Jiang Qing era uma boa socialista: sabia que na escolha entre a ideologia socialista que transtorna a vida das populações e os serviços públicos funcionais que servem as populações com lógicas de eficiência capitalista, a escolha devia sempre ir para o transtorno à vida das pessoas.
Agora a boa notícia que tenho para vos dar: meus amigos, somos governados pela Jiang Qing.

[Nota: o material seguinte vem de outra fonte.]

//! Tick latency of the access controller.
//!
//! Run benchmarks with:
//! ```sh
//! cargo bench --bench controller_bench
//! ```

use criterion::{Criterion, criterion_group, criterion_main};
use doorlock_controller::AccessController;
use doorlock_core::ControllerConfig;
use doorlock_hardware::Peripherals;
use std::hint::black_box;

fn controller() -> (AccessController, doorlock_hardware::MockPeripherals) {
    let (peripherals, mock) = Peripherals::mock();
    let mut controller = AccessController::new(ControllerConfig::default(), peripherals).unwrap();
    controller.start();
    (controller, mock)
}

/// Benchmark a tick with no input and nothing in range.
fn bench_idle_tick(c: &mut Criterion) {
    let (mut controller, _mock) = controller();
    let mut now = 0u64;

    c.bench_function("idle_tick", |b| {
        b.iter(|| {
            now += 50;
            black_box(controller.tick(black_box(now)));
        });
    });
}

/// Benchmark a full entry cycle, one key per tick.
fn bench_entry_cycle(c: &mut Criterion) {
    let (mut controller, mock) = controller();
    let mut now = 0u64;

    c.bench_function("entry_cycle", |b| {
        b.iter(|| {
            mock.keypad.type_keys("12345678#4567#").unwrap();
            for _ in 0..14 {
                now += 50;
                black_box(controller.tick(now));
            }
            mock.serial.take_sent();
        });
    });
}

/// Benchmark ticks under a persistent obstruction.
fn bench_obstructed_tick(c: &mut Criterion) {
    let (mut controller, mock) = controller();
    mock.range_finder.set_distance(10.0).unwrap();
    let mut now = 0u64;

    c.bench_function("obstructed_tick", |b| {
        b.iter(|| {
            now += 50;
            black_box(controller.tick(now));
            mock.serial.take_sent();
        });
    });
}

criterion_group!(benches, bench_idle_tick, bench_entry_cycle, bench_obstructed_tick);
criterion_main!(benches);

É o que podemos concluir da recente exibição de Marta Temido, a ministra da saúde, e da sua vontade de terminar a PPP com a José de Mello Saúde no Hospital de Braga. O privado gostaria de continuar no Hospital de Braga (ah, sim, a ministra mentiu quando se desculpou com a indisponibilidade da José de Mello Saúde para continuar a gerir o hospital), desde 2016 tem suportado os custos dos tratamentos dos doentes com VIH, hepatite C e esclerose múltipla – depois de um bonzinho governo socialista ter unilateralmente transferido este custo (que evidentemente deve ficar a cargo do estado) para o privado, dentro do velho hábito português dos governos exigirem aos privados que façam de assistência social quando os governos querem poupar dinheiro – e, como foi amplamente referido nas notícias, é considerado o melhor hospital português.
Mas nada disto importa para o PS, que aproveita estas ocasiões para fazer prova de radicalismo de esquerda. Não interessa nada que o hospital de Braga passe a ser pior gerido, que incorra em maiores custos, que preste menos e menos bom serviço à população. Isso, caríssimos, são pormenores. O que interessa é que o hospital passe para as garras públicas e deixe de se reger por critérios de eficiência.

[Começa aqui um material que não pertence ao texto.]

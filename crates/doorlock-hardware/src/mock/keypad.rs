//! Mock keypad implementation for testing and development.

use tokio::sync::mpsc;

use crate::{HardwareError, Result, traits::KeypadDevice, types::KeyEvent};

/// Capacity of the simulated key buffer.
pub const KEY_BUFFER: usize = 32;

/// Mock keypad device.
///
/// Key presses are delivered through an internal channel and read back with
/// a non-blocking poll, so tests and the simulator can queue presses ahead
/// of the controller's ticks.
///
/// # Examples
///
/// ```
/// use doorlock_hardware::mock::MockKeypad;
/// use doorlock_hardware::traits::KeypadDevice;
///
/// let (mut keypad, handle) = MockKeypad::new();
/// handle.type_keys("12#").unwrap();
///
/// let keys: Vec<char> = std::iter::from_fn(|| keypad.poll_key())
///     .map(|event| event.key())
///     .collect();
/// assert_eq!(keys, vec!['1', '2', '#']);
/// ```
#[derive(Debug)]
pub struct MockKeypad {
    input_rx: mpsc::Receiver<KeyEvent>,
}

impl MockKeypad {
    /// Create a new mock keypad and the handle that feeds it.
    pub fn new() -> (Self, MockKeypadHandle) {
        let (input_tx, input_rx) = mpsc::channel(KEY_BUFFER);
        (Self { input_rx }, MockKeypadHandle { input_tx })
    }
}

impl KeypadDevice for MockKeypad {
    fn poll_key(&mut self) -> Option<KeyEvent> {
        // Empty and disconnected both read as idle.
        self.input_rx.try_recv().ok()
    }
}

/// Handle for pressing keys on a mock keypad.
#[derive(Debug, Clone)]
pub struct MockKeypadHandle {
    input_tx: mpsc::Sender<KeyEvent>,
}

impl MockKeypadHandle {
    /// Press a key without waiting.
    ///
    /// # Errors
    ///
    /// Returns an error if the key is not printable, the buffer is full or
    /// the keypad has been dropped.
    pub fn press(&self, key: char) -> Result<()> {
        let event = KeyEvent::new(key)?;
        self.input_tx.try_send(event).map_err(|e| match e {
            mpsc::error::TrySendError::Full(_) => {
                HardwareError::communication("Keypad buffer full")
            }
            mpsc::error::TrySendError::Closed(_) => {
                HardwareError::disconnected("Keypad input channel closed")
            }
        })
    }

    /// Press every character of `keys` in order.
    ///
    /// Either every key is queued or none is.
    ///
    /// # Errors
    ///
    /// Returns an error if any key is not printable or the buffer lacks room
    /// for the whole sequence.
    pub fn type_keys(&self, keys: &str) -> Result<()> {
        let events = keys.chars().map(KeyEvent::new).collect::<Result<Vec<_>>>()?;
        let room = self.input_tx.capacity();
        if events.len() > room {
            return Err(HardwareError::communication(format!(
                "Keypad buffer has room for {room} keys, got {}",
                events.len()
            )));
        }
        events.into_iter().try_for_each(|event| {
            self.input_tx.try_send(event).map_err(|e| match e {
                mpsc::error::TrySendError::Full(_) => {
                    HardwareError::communication("Keypad buffer full")
                }
                mpsc::error::TrySendError::Closed(_) => {
                    HardwareError::disconnected("Keypad input channel closed")
                }
            })
        })
    }

    /// Press a key, waiting for buffer space.
    ///
    /// # Errors
    ///
    /// Returns an error if the key is not printable or the keypad has been
    /// dropped.
    pub async fn send_key(&self, key: char) -> Result<()> {
        let event = KeyEvent::new(key)?;
        self.input_tx
            .send(event)
            .await
            .map_err(|_| HardwareError::disconnected("Keypad input channel closed"))
    }
}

Ora, com o hospital público haverá mais funcionários públicos que o governo PS poderá seduzir com aumentos salariais, pontes, 35 horas semanais de trabalho. Isso tudo significa mais votos. Acresce: mais um hospital são mais uns boys e umas girls que se podem nomear. Isto sim, conta. Os serviços médicos à população, como se sabe, são apenas desculpas para a constituição de clientelas eleitorais e distribuição de prebendas.
Na verdade, estou convencida que estas contas comezinhas são mais preponderantes que o princípio ideológico de ter tudo a girar à volta do estado, de não conseguir ver vida além do público, do desdém e desgosto por tudo o que é privado e, portanto, um bocadinho mais livre e menos controlado.
Mas as motivações não importam, no fundo. Os resultados é que devem ser avaliados. E este governo não foge a destruir algo que é bom, funciona bem e contenta as populações se isso significar atacar o privado e subjugar o mais possível ao público. Já havia sucedido o mesmo aquando do fim dos contratos de associação.
A geringonça desorganizou a vida de incontáveis famílias, dividiu amigos e redes sociais já estabelecidas pelos estudantes (e quão importantes estas são na adolescência), tirou emprego a professores e auxiliares e administrativos, mandou miúdos para escolas mais longe e com piores condições e menos bem equipadas. Fez tudo isto não para reduzir custos, mas porque a teimosia ideológica de limitar o privado e maximalizar o público foi mais importante que os alunos e o ensino que lhes forneciam. Sabendo-se como uma boa educação é um fator propiciador de mobilidade social, não houve qualquer hesitação governativa em prejudicar as perspetivas de vida dos alunos obrigados à mudança.
Este sectarismo ideológico, que vende o bom serviço às populações em prol do purismo dos princípios de esquerda, é do pior que tem a geringonça. A oposição de direita (bom, a que existe, que Rui Rio parece convencido que quem governa o país e precisa de contestação é o Ministério Público) faria bem em concentrar-se nestas birras governamentais em vez de maçar os eleitores com questões económicas apesar de tudo benignas.